▶ Instructions for the task
Write out exactly the lines from the one containing "async fn submit(&mut" through the last line of the records below, including both.

━━ Exercise inputs

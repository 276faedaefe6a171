//! In-memory DOM driver.
//!
//! Models just enough of a browser for resolution and interaction logic to be
//! exercised without Chrome: nested documents (iframes), shadow roots, layout
//! boxes for hit testing, form state, focus, scripted click effects, and a log
//! of every driver call. Built only with the `testing` feature.

mod query;

use std::collections::BTreeMap;

use async_trait::async_trait;
use tracing::debug;

use self::query::{parse_css, parse_xpath, Combinator, CssSelector, Matchable};
use super::{
    is_frame_tag, DomEvent, Driver, ElementHandle, ElementScroll, MouseButton, Query, Scope,
    ScrollState, SelectOption,
};
use crate::marks::{ElementDescriptor, Point, ViewportCoords};
use crate::{Error, Result};

/// Layout box in viewport coordinates.
#[derive(Debug, Clone, Copy, PartialEq)]
pub struct Rect {
    pub x: f64,
    pub y: f64,
    pub width: f64,
    pub height: f64,
}

impl Rect {
    fn contains(&self, x: f64, y: f64) -> bool {
        x >= self.x && x <= self.x + self.width && y >= self.y && y <= self.y + self.height
    }

    fn center(&self) -> (f64, f64) {
        (self.x + self.width / 2.0, self.y + self.height / 2.0)
    }
}

/// Page reaction to a successful click.
#[derive(Debug, Clone, PartialEq)]
pub enum Effect {
    SetAttr(String, String),
    SetText(String),
    SetTitle(String),
    Navigate { url: String, title: String },
    /// Remove the clicked element from the document.
    Detach,
    /// Move focus to another element, as a launcher opening an editor does.
    Focus(ElementHandle),
}

/// Builder for one node.
#[derive(Debug, Clone, Default)]
pub struct NodeSpec {
    tag: String,
    attrs: BTreeMap<String, String>,
    text: String,
    value: String,
    checked: bool,
    hidden: bool,
    intercepts_clicks: bool,
    rejects_keys: bool,
    rect: Option<Rect>,
    options: Vec<SelectOption>,
    on_click: Vec<Effect>,
}
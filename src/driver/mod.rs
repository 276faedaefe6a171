//! Browser capability surface consumed by resolution and interaction.
//!
//! Everything above this module talks to the page through [`Driver`]. The
//! trait is deliberately small and element-handle based: lookups return opaque
//! [`ElementHandle`]s, and every read or action on a handle fails with
//! [`Error::Stale`](crate::Error::Stale) once the node has left the document.

pub mod cdp;
#[cfg(any(test, feature = "testing"))]
pub mod memory;

use async_trait::async_trait;
use serde::Deserialize;
use std::fmt;

use crate::marks::ElementDescriptor;
use crate::Result;

/// Opaque reference to a live element, valid within one driver.
#[derive(Debug, Clone, Copy, PartialEq, Eq, Hash, PartialOrd, Ord)]
pub struct ElementHandle(pub u64);

/// Where a lookup searches.
#[derive(Debug, Clone, Copy, PartialEq, Eq)]
pub enum Scope {
    /// The document of the active browsing context (top page or entered frame).
    Document,
    /// Descendants of an element.
    Element(ElementHandle),
    /// The shadow root hosted by an element.
    ShadowRoot(ElementHandle),
}

impl Scope {
    /// Human-readable context type, used in not-found diagnostics.
    pub fn kind(&self) -> &'static str {
        match self {
            Scope::Document => "document",
            Scope::Element(_) => "element",
            Scope::ShadowRoot(_) => "shadow root",
        }
    }
}

/// A lookup query.
#[derive(Debug, Clone, PartialEq, Eq)]
pub enum Query {
    Css(String),
    XPath(String),
    /// Case-insensitive substring of an element's own text.
    Text(String),
}

impl fmt::Display for Query {
    fn fmt(&self, f: &mut fmt::Formatter<'_>) -> fmt::Result {
        match self {
            Query::Css(s) => write!(f, "css:{}", s),
            Query::XPath(s) => write!(f, "xpath:{}", s),
            Query::Text(s) => write!(f, "text:{}", s),
        }
    }
}

#[derive(Debug, Clone, Copy, PartialEq, Eq)]
pub enum MouseButton {
    Left,
    Right,
}

/// DOM events the scripted tier can synthesize.
#[derive(Debug, Clone, Copy, PartialEq, Eq)]
pub enum DomEvent {
    Click,
    ContextMenu,
    MouseOver,
    MouseEnter,
    MouseMove,
    Focus,
    Input,
    Change,
    Submit,
    DragStart,
    DragOver,
    Drop,
    DragEnd,
}

impl DomEvent {
    /// DOM event type name.
    pub fn name(&self) -> &'static str {
        match self {
            DomEvent::Click => "click",
            DomEvent::ContextMenu => "contextmenu",
            DomEvent::MouseOver => "mouseover",
            DomEvent::MouseEnter => "mouseenter",
            DomEvent::MouseMove => "mousemove",
            DomEvent::Focus => "focus",
            DomEvent::Input => "input",
            DomEvent::Change => "change",
            DomEvent::Submit => "submit",
            DomEvent::DragStart => "dragstart",
            DomEvent::DragOver => "dragover",
            DomEvent::Drop => "drop",
            DomEvent::DragEnd => "dragend",
        }
    }
}

/// One `<option>` of a `<select>`.
#[derive(Debug, Clone, PartialEq, Eq, Deserialize)]
pub struct SelectOption {
    pub value: String,
    pub text: String,
}

/// Window scroll position, in CSS pixels.
#[derive(Debug, Clone, Copy, PartialEq, Deserialize)]
#[serde(rename_all = "camelCase")]
pub struct ScrollState {
    pub scroll_top: f64,
    pub scroll_height: f64,
    pub viewport_height: f64,
}

/// Scroll applied to a scrollable element.
#[derive(Debug, Clone, Copy, PartialEq)]
pub enum ElementScroll {
    By { dx: f64, dy: f64 },
    Top,
    Bottom,
}

/// Capabilities of the underlying browser-automation driver.
#[async_trait]
pub trait Driver: Send {
    // ---- page ----

    async fn url(&mut self) -> Result<String>;

    async fn title(&mut self) -> Result<String>;

    /// Make a frame element's document the active browsing context.
    async fn enter_frame(&mut self, frame: ElementHandle) -> Result<()>;

    /// Return to the top-level document.
    async fn exit_to_top(&mut self) -> Result<()>;

    /// Enumerate interactive elements of the top-level page (Set-of-Marks pass).
    async fn mark_elements(&mut self) -> Result<Vec<ElementDescriptor>>;

    async fn scroll_state(&mut self) -> Result<ScrollState>;

    async fn scroll_to(&mut self, top: f64) -> Result<()>;

    /// Topmost element at viewport coordinates.
    async fn element_at_point(&mut self, x: f64, y: f64) -> Result<Option<ElementHandle>>;

    async fn active_element(&mut self) -> Result<Option<ElementHandle>>;

    // ---- lookup ----

    /// First match in document order.
    async fn find(&mut self, scope: Scope, query: &Query) -> Result<Option<ElementHandle>>;

    async fn find_all(&mut self, scope: Scope, query: &Query) -> Result<Vec<ElementHandle>>;

    async fn has_shadow_root(&mut self, host: ElementHandle) -> Result<bool>;

    /// Elements in `scope` that host a shadow root, in document order.
    async fn shadow_hosts(&mut self, scope: Scope) -> Result<Vec<ElementHandle>>;

    // ---- element reads ----

    /// Lowercase tag name.
    async fn tag_name(&mut self, el: ElementHandle) -> Result<String>;

    /// Rendered text, trimmed.
    async fn text(&mut self, el: ElementHandle) -> Result<String>;

    async fn attribute(&mut self, el: ElementHandle, name: &str) -> Result<Option<String>>;

    /// Current `value` property (empty for elements without one).
    async fn value(&mut self, el: ElementHandle) -> Result<String>;

    async fn is_checked(&mut self, el: ElementHandle) -> Result<bool>;

    async fn is_displayed(&mut self, el: ElementHandle) -> Result<bool>;

    async fn outer_html(&mut self, el: ElementHandle) -> Result<String>;

    async fn options(&mut self, el: ElementHandle) -> Result<Vec<SelectOption>>;

    // ---- native actions ----

    async fn scroll_into_view(&mut self, el: ElementHandle) -> Result<()>;

    /// Move the pointer over the element's center.
    async fn move_to(&mut self, el: ElementHandle) -> Result<()>;

    async fn click(&mut self, el: ElementHandle, button: MouseButton) -> Result<()>;

    async fn focus(&mut self, el: ElementHandle) -> Result<()>;

    /// Type text into the element, focusing it first.
    async fn send_keys(&mut self, el: ElementHandle, text: &str) -> Result<()>;

    /// Press a named key (`Enter`, `Tab`, ...) on the element, or on the
    /// focused element when `el` is `None`.
    async fn press_key(&mut self, el: Option<ElementHandle>, key: &str) -> Result<()>;

    async fn clear(&mut self, el: ElementHandle) -> Result<()>;

    async fn select_index(&mut self, el: ElementHandle, index: usize) -> Result<()>;

    async fn set_files(&mut self, el: ElementHandle, paths: &[String]) -> Result<()>;

    async fn drag_and_drop(&mut self, source: ElementHandle, target: ElementHandle) -> Result<()>;

    /// Submit the element's form (the element itself, or its closest form).
    /// Returns `false` when there is no form.
    async fn submit(&mut self, el: ElementHandle) -> Result<bool>;

    async fn scroll_element(&mut self, el: ElementHandle, scroll: ElementScroll) -> Result<()>;

    // ---- scripted dispatch ----

    /// Synthesize DOM events directly on the element.
    async fn dispatch(&mut self, el: ElementHandle, events: &[DomEvent]) -> Result<()>;

    /// Assign `value` and fire `input` + `change`.
    async fn set_value(&mut self, el: ElementHandle, value: &str) -> Result<()>;
}

/// Elements that accept typed text.
pub async fn accepts_text<D: Driver + ?Sized>(driver: &mut D, el: ElementHandle) -> Result<bool> {
    let tag = driver.tag_name(el).await?;
    if tag == "input" || tag == "textarea" {
        return Ok(true);
    }
    Ok(driver.attribute(el, "contenteditable").await?.as_deref() == Some("true"))
}

/// Frame-hosting elements.
pub fn is_frame_tag(tag: &str) -> bool {
    tag == "iframe" || tag == "frame"
}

━━━━

▶ Solution for this task
    async fn submit(&mut self, el: ElementHandle) -> Result<bool>;

    async fn scroll_element(&mut self, el: ElementHandle, scroll: ElementScroll) -> Result<()>;

    // ---- scripted dispatch ----

    /// Synthesize DOM events directly on the element.
    async fn dispatch(&mut self, el: ElementHandle, events: &[DomEvent]) -> Result<()>;

    /// Assign `value` and fire `input` + `change`.
    async fn set_value(&mut self, el: ElementHandle, value: &str) -> Result<()>;
}

/// Elements that accept typed text.
pub async fn accepts_text<D: Driver + ?Sized>(driver: &mut D, el: ElementHandle) -> Result<bool> {
    let tag = driver.tag_name(el).await?;
    if tag == "input" || tag == "textarea" {
        return Ok(true);
    }
    Ok(driver.attribute(el, "contenteditable").await?.as_deref() == Some("true"))
}

/// Frame-hosting elements.
pub fn is_frame_tag(tag: &str) -> bool {
    tag == "iframe" || tag == "frame"
}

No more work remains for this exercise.